By analyzing existing cross correlation between SL Green Realty and Hafnia Limited, you can compare the effects of market volatilities on SL Green and Hafnia and check how they will diversify away market risk if combined in the same portfolio for a given time horizon. You can also utilize pair trading strategies of matching a long position in SL Green with a short position of Hafnia. Check out your portfolio center. Please also check ongoing floating volatility patterns of SL Green and Hafnia.
Diversification Opportunities for SL Green and Hafnia
Pay attention - limited upside
The 3 months correlation between SLG and Hafnia is -0.83. Overlapping area represents the amount of risk that can be diversified away by holding SL Green Realty and Hafnia Limited in the same portfolio, assuming nothing else is changed. The correlation between historical prices or returns on Hafnia Limited and SL Green is a relative statistical measure of the degree to which these equity instruments tend to move together. The correlation coefficient measures the extent to which returns on SL Green Realty are associated (or correlated) with Hafnia. Values of the correlation coefficient range from -1 to +1, where. The correlation of zero (0) is possible when the price movement of Hafnia Limited has no effect on the direction of SL Green i.e., SL Green and Hafnia go up and down completely randomly.

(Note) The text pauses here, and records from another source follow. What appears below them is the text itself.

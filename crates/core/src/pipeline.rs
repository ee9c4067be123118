use crate::areas::{AreaAggregator, RunAreaReport, StoreCheckpoint, AREA_REPORT_KIND};
use crate::config::{AppConfig, Side};
use crate::features::{FeatureIndex, IndexOptions};
use crate::frames::{FrameList, FRAME_PREFIX, LABEL_EXT};
use crate::matcher::{self, FramePairing};
use crate::media::{
    self, CommandSegmenter, ExistingLabels, FfmpegExtractor, FrameExtractor,
    SegmentationInferencer,
};
use crate::report;
use anyhow::{bail, Context};
use providers::grid::GridPoolProvider;
use providers::remote::{RemoteConfig, RemoteProvider};
use providers::{EmbeddingProvider, ProviderRegistry};
use serde::{Deserialize, Serialize};
use std::path::{Path, PathBuf};
use std::sync::Arc;
use storage::ArtifactStore;
use tracing::{info, warn};

pub const FRAME_LIST_KIND: &str = "frame_list";
pub const LABEL_RUN_KIND: &str = "label_run";
pub const PAIRING_KIND: &str = "frame_pairing";
pub const PAIRING_ARTIFACT: &str = "pairing.json";

#[derive(Debug, Clone, Copy, PartialEq, Eq)]
pub enum PipelineMode {
    Extract,
    Segment,
    Match,
    Measure,
    Report,
    All,
}

impl PipelineMode {
    fn includes(self, stage: PipelineMode) -> bool {
        self == stage || self == PipelineMode::All
    }
}

#[derive(Debug, Clone, Default, Serialize)]
pub struct PipelineSummary {
    pub frames_baseline: usize,
    pub frames_followup: usize,
    pub labeled_baseline: usize,
    pub pairs: usize,
    pub measured_baseline: usize,
    pub measured_followup: usize,
    pub report_lines: Vec<String>,
}

/// Output of the segmentation stage for one video.
#[derive(Debug, Clone, PartialEq, Serialize, Deserialize)]
pub struct LabelRun {
    pub side: Side,
    pub labels_dir: PathBuf,
    /// Frames that have a label file, in canonical order.
    pub labeled: FrameList,
}

pub fn frames_artifact(side: Side) -> String {
    format!("frames_{}.json", side.as_str())
}

pub fn labels_artifact(side: Side) -> String {
    format!("labels_{}.json", side.as_str())
}

pub fn areas_artifact(side: Side) -> String {
    format!("areas_{}.json", side.as_str())
}

pub async fn run_with_mode(config: AppConfig, mode: PipelineMode) -> anyhow::Result<()> {
    let _ = run_with_mode_summary(config, mode).await?;
    Ok(())
}

pub async fn run_with_mode_summary(
    config: AppConfig,
    mode: PipelineMode,
) -> anyhow::Result<PipelineSummary> {
    let store = ArtifactStore::open(&config.artifacts.dir).context("open artifact store")?;
    let mut summary = PipelineSummary::default();

    if mode.includes(PipelineMode::Extract) {
        info!("Starting extract stage...");
        let extractor = FfmpegExtractor::new(config.frames.width, config.frames.height);
        summary.frames_baseline = extract(&config, &store, &extractor, Side::Baseline).await?.len();
        summary.frames_followup = extract(&config, &store, &extractor, Side::Followup).await?.len();
        info!("Extract complete.");
    }

    if mode.includes(PipelineMode::Segment) {
        info!("Starting segment stage...");
        for side in Side::BOTH {
            let segmenter = build_segmenter(&config, side);
            let run = segment(&config, &store, segmenter.as_ref(), side).await?;
            if side == Side::Baseline {
                summary.labeled_baseline = run.labeled.len();
            }
        }
        info!("Segment complete.");
    }

    if mode.includes(PipelineMode::Match) {
        info!("Starting match stage...");
        let registry = build_registry(&config);
        let provider = registry
            .embedding(None)
            .context("select embedding provider")?;
        summary.pairs = match_stage(&config, &store, provider.as_ref()).await?.len();
        info!("Match complete.");
    }

    if mode.includes(PipelineMode::Measure) {
        info!("Starting measure stage...");
        let (baseline, followup) = measure(&config, &store)?;
        summary.measured_baseline = baseline.len();
        summary.measured_followup = followup.len();
        info!("Measure complete.");
    }

    if mode.includes(PipelineMode::Report) {
        info!("Starting report stage...");
        summary.report_lines = report_stage(&config, &store)?;
        summary.pairs = summary.report_lines.len();
        info!("Report complete.");
    }

    Ok(summary)
}

/// Decodes one video into `{frames_dir}/{label}` and records its frame list.
pub async fn extract(
    config: &AppConfig,
    store: &ArtifactStore,
    extractor: &dyn FrameExtractor,
    side: Side,
) -> anyhow::Result<FrameList> {
    let Some(video) = config.video_path(side) else {
        bail!("no {} video configured (videos.{})", side.as_str(), side.as_str());
    };
    let out = config.frames_dir(side);
    let frames = extractor
        .extract(Path::new(video), &out)
        .await
        .with_context(|| format!("extract frames from {video}"))?;
    store.write(FRAME_LIST_KIND, &frames_artifact(side), &frames)?;
    Ok(frames)
}

/// Runs segmentation over one video's frames and records which frames got
/// labels. The baseline's labeled frames are the query set for matching.
pub async fn segment(
    config: &AppConfig,
    store: &ArtifactStore,
    segmenter: &dyn SegmentationInferencer,
    side: Side,
) -> anyhow::Result<LabelRun> {
    let label = config.video_label(side);
    let images = config.frames_dir(side);
    let labels_dir = segmenter
        .infer(&images, label)
        .await
        .with_context(|| format!("segment {}", images.display()))?;

    let labeled = if labels_dir.is_dir() {
        FrameList::scan_dir(&labels_dir, &format!("{FRAME_PREFIX}*.{LABEL_EXT}"))?
    } else {
        warn!(dir = %labels_dir.display(), "label directory missing, no frames labeled");
        FrameList::default()
    };
    info!(run = label, labeled = labeled.len(), "labels collected");

    if config.segmentation.render_video {
        if let Some(run_dir) = labels_dir.parent() {
            let rendered = FrameList::scan_dir(run_dir, &config.frames.pattern)?;
            let out = run_dir.join(format!("{label}.mp4"));
            media::compose_video(run_dir, &rendered, config.frames.fps_out, &out).await?;
        }
    }

    let run = LabelRun {
        side,
        labels_dir,
        labeled,
    };
    store.write(LABEL_RUN_KIND, &labels_artifact(side), &run)?;
    Ok(run)
}

/// Pairs every labeled baseline frame with its nearest followup frame.
pub async fn match_stage(
    config: &AppConfig,
    store: &ArtifactStore,
    provider: &dyn EmbeddingProvider,
) -> anyhow::Result<FramePairing> {
    let baseline: LabelRun = store
        .read(LABEL_RUN_KIND, &labels_artifact(Side::Baseline))
        .context("baseline labels (run the segment stage first)")?;
    let opts = IndexOptions {
        batch_size: config.embeddings.batch_size,
        pattern: config.frames.pattern.clone(),
    };

    let query = FeatureIndex::build(
        &config.frames_dir(Side::Baseline),
        Some(&baseline.labeled),
        provider,
        &opts,
    )
    .await
    .context("embed baseline frames")?;
    let search = FeatureIndex::build(&config.frames_dir(Side::Followup), None, provider, &opts)
        .await
        .context("embed followup frames")?;

    let pairing = matcher::match_frames(&query, &search)?;
    store.write(PAIRING_KIND, PAIRING_ARTIFACT, &pairing)?;
    Ok(pairing)
}

/// Measures baseline areas over the labeled baseline frames and followup
/// areas over the distinct matched frames.
pub fn measure(
    config: &AppConfig,
    store: &ArtifactStore,
) -> anyhow::Result<(RunAreaReport, RunAreaReport)> {
    let pairing: FramePairing = store
        .read(PAIRING_KIND, PAIRING_ARTIFACT)
        .context("frame pairing (run the match stage first)")?;
    let aggregator = AreaAggregator::new(config.frames.width, config.frames.height, config.class_count())
        .with_checkpoint_every(config.artifacts.checkpoint_every);

    let baseline_run: LabelRun = store.read(LABEL_RUN_KIND, &labels_artifact(Side::Baseline))?;
    let followup_run: LabelRun = store.read(LABEL_RUN_KIND, &labels_artifact(Side::Followup))?;
    let matched = FrameList::canonical(pairing.iter().map(|p| p.matched.clone()));

    let mut reports = Vec::with_capacity(2);
    for (side, run, order) in [
        (Side::Baseline, &baseline_run, &baseline_run.labeled),
        (Side::Followup, &followup_run, &matched),
    ] {
        let name = areas_artifact(side);
        let mut checkpoint = StoreCheckpoint::new(store, name.as_str());
        let report = aggregator.aggregate(
            config.video_label(side),
            &run.labels_dir,
            order,
            &mut checkpoint,
        )?;
        reports.push(report);
    }
    let followup = reports.pop().unwrap_or_default();
    let baseline = reports.pop().unwrap_or_default();
    Ok((baseline, followup))
}

/// Writes the comparison lines to the configured report file and returns them.
pub fn report_stage(config: &AppConfig, store: &ArtifactStore) -> anyhow::Result<Vec<String>> {
    let pairing: FramePairing = store.read(PAIRING_KIND, PAIRING_ARTIFACT)?;
    let baseline: RunAreaReport = store
        .read(AREA_REPORT_KIND, &areas_artifact(Side::Baseline))
        .context("baseline areas (run the measure stage first)")?;
    let followup: RunAreaReport = store.read(AREA_REPORT_KIND, &areas_artifact(Side::Followup))?;

    let comparisons = report::compare(&baseline, &followup, &pairing, config.class_count());
    let lines = report::render_lines(
        &comparisons,
        config.video_label(Side::Followup),
        &config.classes.names,
    );

    let path = PathBuf::from(&config.artifacts.report);
    let (dir, file) = split_report_path(&path)?;
    ArtifactStore::open(dir)?.write_lines(&file, &lines)?;
    info!(path = %path.display(), lines = lines.len(), "report written");
    Ok(lines)
}

fn split_report_path(path: &Path) -> anyhow::Result<(PathBuf, String)> {
    let file = path
        .file_name()
        .and_then(|f| f.to_str())
        .with_context(|| format!("invalid report path {}", path.display()))?
        .to_string();
    let dir = match path.parent() {
        Some(p) if !p.as_os_str().is_empty() => p.to_path_buf(),
        _ => PathBuf::from("."),
    };
    Ok((dir, file))
}

pub fn build_registry(config: &AppConfig) -> ProviderRegistry {
    let emb = &config.embeddings;
    let grid = GridPoolProvider::new(emb.grid, emb.input_size);
    let mut reg = ProviderRegistry::new().with_embedding("grid", Arc::new(grid));

    let base_url = std::env::var("EMBEDDING_BASE_URL")
        .ok()
        .or_else(|| emb.base_url.clone());
    if let Some(base_url) = base_url {
        let api_key = std::env::var("EMBEDDING_API_KEY")
            .ok()
            .or_else(|| emb.api_key.clone());
        let provider = RemoteProvider::new(RemoteConfig {
            base_url,
            api_key,
            model: emb.model.clone(),
            input_size: emb.input_size,
        });
        reg = reg.with_embedding("remote", Arc::new(provider));
    }

    reg.set_preferred_embedding(&emb.provider)
}

/// Existing label directories win over a configured command.
pub fn build_segmenter(config: &AppConfig, side: Side) -> Box<dyn SegmentationInferencer> {
    match config.existing_labels(side) {
        Some(dir) => Box::new(ExistingLabels(dir)),
        None => Box::new(CommandSegmenter::new(
            config.segmentation.command.clone(),
            &config.workspace.runs_dir,
        )),
    }
}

Pair Corralation between SL Green and Hafnia
Considering the 90-day investment horizon SL Green Realty is expected to generate 0.67 times more return on investment than Hafnia. However, SL Green Realty is 1.49 times less risky than Hafnia. It trades about 0.0 of its potential returns per unit of risk. Hafnia Limited is currently generating about -0.01 per unit of risk. If you would invest 7,599 in SL Green Realty on September 4, 2024 and sell it today you would lose (25.00) from holding SL Green Realty or give up 0.33% of portfolio value over 90 days.
Time Period | 3 Months [change] |
Direction | Moves Against |
Strength | Significant |
Accuracy | 100.0% |
Values | Daily Returns |
SL Green Realty vs. Hafnia Limited
Performance |
Timeline |
SL Green Realty |
Hafnia Limited |
SL Green and Hafnia Volatility Contrast
Predicted Return Density |
Returns |
Pair Trading with SL Green and Hafnia
The main advantage of trading using opposite SL Green and Hafnia positions is that it hedges away some unsystematic risk. Because of two separate transactions, even if SL Green position performs unexpectedly, Hafnia can make up some of the losses. Pair trading also minimizes risk from directional movements in the market. For example, if an entire industry or sector drops because of unexpected headlines, the short position in Hafnia will offset losses from the drop in Hafnia's long position.SL Green vs. Boston Properties | SL Green vs. Douglas Emmett | SL Green vs. Kilroy Realty Corp | SL Green vs. Alexandria Real Estate |
Hafnia vs. Axalta Coating Systems | Hafnia vs. NL Industries | Hafnia vs. Chemours Co | Hafnia vs. CVR Partners LP |
Check out your portfolio center.Note that this page's information should be used as a complementary analysis to find the right mix of equity instruments to add to your existing portfolios or create a brand new portfolio. You can also try the Portfolio Volatility module to check portfolio volatility and analyze historical return density to properly model market risk.